══ Records provided ══
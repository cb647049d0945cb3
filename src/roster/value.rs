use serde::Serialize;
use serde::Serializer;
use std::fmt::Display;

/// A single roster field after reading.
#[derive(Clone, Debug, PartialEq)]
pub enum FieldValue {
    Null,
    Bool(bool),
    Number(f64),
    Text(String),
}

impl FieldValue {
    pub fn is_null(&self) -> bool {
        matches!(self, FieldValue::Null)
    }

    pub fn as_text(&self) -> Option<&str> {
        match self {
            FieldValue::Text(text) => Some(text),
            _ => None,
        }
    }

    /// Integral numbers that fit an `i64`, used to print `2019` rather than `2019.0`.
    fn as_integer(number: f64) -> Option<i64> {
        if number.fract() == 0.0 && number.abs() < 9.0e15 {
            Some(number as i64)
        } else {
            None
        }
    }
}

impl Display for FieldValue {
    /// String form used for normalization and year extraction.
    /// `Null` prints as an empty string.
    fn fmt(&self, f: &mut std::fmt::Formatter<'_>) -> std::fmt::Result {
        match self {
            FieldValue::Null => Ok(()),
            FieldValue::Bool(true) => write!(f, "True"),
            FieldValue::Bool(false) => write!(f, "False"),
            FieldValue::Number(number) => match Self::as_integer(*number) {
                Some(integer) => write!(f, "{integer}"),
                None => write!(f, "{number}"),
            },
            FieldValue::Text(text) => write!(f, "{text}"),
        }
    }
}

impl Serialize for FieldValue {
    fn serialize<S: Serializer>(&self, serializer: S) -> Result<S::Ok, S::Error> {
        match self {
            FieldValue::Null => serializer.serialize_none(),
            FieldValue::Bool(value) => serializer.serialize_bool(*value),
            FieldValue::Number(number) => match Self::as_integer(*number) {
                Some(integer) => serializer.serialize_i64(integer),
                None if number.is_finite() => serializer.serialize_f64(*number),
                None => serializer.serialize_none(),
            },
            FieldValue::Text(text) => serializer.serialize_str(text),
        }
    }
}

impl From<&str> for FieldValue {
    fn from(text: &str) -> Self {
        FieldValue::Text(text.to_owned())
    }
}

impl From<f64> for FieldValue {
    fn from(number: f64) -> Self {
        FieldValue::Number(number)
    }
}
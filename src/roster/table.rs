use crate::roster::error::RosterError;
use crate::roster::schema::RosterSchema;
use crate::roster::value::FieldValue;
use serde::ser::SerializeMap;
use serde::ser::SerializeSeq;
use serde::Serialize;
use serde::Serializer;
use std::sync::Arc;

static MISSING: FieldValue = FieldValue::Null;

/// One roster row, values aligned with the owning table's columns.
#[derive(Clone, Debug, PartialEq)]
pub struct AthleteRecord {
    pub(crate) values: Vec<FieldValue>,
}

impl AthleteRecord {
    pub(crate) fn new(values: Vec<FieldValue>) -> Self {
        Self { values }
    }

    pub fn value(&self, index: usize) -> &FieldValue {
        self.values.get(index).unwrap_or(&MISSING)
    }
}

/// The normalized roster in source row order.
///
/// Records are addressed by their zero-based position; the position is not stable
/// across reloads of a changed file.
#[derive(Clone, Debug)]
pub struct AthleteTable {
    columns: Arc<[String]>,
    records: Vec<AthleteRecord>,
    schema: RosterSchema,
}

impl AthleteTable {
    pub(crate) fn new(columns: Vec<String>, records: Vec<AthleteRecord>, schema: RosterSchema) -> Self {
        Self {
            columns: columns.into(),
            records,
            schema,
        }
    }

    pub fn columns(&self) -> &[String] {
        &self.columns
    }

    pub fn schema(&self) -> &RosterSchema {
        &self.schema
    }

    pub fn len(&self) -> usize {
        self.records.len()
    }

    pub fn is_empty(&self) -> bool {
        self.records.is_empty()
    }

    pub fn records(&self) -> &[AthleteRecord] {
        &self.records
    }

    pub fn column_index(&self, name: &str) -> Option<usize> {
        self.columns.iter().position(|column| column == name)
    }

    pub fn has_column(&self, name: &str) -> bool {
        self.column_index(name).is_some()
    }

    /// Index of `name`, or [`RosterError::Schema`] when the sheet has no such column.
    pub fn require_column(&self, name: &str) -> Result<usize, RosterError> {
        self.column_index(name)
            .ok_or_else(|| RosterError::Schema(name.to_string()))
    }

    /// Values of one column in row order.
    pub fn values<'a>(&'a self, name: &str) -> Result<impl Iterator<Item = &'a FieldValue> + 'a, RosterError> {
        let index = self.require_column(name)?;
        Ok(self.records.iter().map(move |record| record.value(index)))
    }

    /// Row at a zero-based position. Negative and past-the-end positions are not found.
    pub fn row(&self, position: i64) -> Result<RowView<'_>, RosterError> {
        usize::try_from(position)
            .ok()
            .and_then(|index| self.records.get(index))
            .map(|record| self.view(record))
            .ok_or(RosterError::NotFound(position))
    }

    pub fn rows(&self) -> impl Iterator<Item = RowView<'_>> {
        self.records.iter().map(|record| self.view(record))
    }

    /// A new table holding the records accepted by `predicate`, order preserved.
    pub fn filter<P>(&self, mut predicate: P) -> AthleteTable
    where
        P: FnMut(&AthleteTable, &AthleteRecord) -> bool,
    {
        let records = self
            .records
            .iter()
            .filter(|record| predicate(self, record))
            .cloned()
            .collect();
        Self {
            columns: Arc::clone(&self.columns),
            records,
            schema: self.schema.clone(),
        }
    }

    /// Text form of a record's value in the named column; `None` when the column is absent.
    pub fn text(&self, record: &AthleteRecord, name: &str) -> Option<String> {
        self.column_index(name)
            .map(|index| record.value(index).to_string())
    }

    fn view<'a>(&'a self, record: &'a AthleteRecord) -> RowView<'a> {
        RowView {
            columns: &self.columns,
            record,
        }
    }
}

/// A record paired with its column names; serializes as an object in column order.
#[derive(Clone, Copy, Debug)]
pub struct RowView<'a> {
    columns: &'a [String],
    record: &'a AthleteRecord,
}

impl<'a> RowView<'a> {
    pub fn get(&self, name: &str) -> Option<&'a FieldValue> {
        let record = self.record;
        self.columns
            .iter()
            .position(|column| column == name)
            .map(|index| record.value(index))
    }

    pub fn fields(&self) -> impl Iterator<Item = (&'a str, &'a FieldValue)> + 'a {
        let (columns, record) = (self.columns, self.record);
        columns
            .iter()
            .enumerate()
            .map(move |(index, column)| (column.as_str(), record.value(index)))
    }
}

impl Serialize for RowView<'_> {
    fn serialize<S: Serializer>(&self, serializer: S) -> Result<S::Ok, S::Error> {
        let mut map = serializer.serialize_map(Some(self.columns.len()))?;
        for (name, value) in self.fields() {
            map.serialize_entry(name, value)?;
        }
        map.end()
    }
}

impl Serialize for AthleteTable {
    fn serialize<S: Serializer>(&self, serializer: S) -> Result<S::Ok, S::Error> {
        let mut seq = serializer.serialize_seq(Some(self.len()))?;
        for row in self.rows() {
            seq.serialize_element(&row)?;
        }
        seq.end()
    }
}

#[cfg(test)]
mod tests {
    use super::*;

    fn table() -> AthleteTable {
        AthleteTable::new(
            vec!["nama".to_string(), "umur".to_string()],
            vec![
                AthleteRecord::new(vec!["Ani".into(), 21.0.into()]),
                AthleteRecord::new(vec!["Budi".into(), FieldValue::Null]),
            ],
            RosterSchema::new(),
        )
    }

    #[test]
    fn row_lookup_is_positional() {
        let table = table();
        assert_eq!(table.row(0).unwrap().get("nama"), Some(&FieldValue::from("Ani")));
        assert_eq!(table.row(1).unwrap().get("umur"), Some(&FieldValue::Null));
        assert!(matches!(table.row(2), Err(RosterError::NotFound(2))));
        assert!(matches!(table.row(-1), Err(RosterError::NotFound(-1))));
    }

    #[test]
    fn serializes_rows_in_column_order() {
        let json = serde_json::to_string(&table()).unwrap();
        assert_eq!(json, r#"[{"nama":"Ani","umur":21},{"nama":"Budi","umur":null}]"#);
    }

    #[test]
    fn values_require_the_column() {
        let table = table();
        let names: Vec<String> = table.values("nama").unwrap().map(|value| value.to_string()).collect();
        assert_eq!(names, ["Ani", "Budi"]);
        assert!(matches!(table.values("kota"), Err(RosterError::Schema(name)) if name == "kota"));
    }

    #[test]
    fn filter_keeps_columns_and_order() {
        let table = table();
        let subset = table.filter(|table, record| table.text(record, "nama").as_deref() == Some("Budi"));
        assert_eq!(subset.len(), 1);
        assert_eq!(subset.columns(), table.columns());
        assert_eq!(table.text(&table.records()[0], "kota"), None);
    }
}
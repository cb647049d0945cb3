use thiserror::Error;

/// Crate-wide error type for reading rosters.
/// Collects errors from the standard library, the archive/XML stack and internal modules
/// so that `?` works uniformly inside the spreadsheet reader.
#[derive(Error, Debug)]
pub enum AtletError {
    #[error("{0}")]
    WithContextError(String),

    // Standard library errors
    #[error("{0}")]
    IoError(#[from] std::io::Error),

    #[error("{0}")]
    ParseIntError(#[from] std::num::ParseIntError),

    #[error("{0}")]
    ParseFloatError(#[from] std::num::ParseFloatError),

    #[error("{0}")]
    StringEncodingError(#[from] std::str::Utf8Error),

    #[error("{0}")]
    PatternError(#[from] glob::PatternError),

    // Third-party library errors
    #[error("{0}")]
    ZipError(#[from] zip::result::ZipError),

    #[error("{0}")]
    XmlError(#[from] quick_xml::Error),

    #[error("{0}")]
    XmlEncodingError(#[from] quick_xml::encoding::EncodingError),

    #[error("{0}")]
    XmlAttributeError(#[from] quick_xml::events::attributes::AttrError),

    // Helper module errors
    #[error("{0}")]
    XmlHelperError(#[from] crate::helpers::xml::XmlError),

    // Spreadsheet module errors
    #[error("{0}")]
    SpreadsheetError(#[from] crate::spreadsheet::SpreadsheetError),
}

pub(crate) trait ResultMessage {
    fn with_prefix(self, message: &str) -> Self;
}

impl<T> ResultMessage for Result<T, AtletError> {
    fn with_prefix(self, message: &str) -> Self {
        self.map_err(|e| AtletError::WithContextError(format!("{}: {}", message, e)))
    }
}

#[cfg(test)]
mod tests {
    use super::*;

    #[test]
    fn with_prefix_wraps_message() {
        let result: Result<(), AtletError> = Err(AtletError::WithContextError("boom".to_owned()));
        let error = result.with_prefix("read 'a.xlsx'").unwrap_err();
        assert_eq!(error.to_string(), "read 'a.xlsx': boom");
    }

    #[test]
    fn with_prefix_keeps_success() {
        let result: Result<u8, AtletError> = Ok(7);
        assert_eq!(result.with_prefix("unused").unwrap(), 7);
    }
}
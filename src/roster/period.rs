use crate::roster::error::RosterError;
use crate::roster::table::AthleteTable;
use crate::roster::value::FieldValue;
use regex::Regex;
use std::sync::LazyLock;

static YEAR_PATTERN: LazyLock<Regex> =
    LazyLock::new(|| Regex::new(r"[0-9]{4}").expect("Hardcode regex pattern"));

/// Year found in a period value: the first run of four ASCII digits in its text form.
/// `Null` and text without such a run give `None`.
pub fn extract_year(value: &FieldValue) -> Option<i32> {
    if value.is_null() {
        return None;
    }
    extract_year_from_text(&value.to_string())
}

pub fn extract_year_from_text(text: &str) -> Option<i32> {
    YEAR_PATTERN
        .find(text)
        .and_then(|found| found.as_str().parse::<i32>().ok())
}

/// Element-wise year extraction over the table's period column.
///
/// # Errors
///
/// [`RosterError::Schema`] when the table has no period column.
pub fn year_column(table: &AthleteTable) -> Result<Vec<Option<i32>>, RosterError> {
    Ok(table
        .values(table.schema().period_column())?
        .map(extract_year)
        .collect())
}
═══
■ **Exercise description**: In how many lines of the data does the string "usize" appear? Give only the number.

■ **Solution to the problem**: 5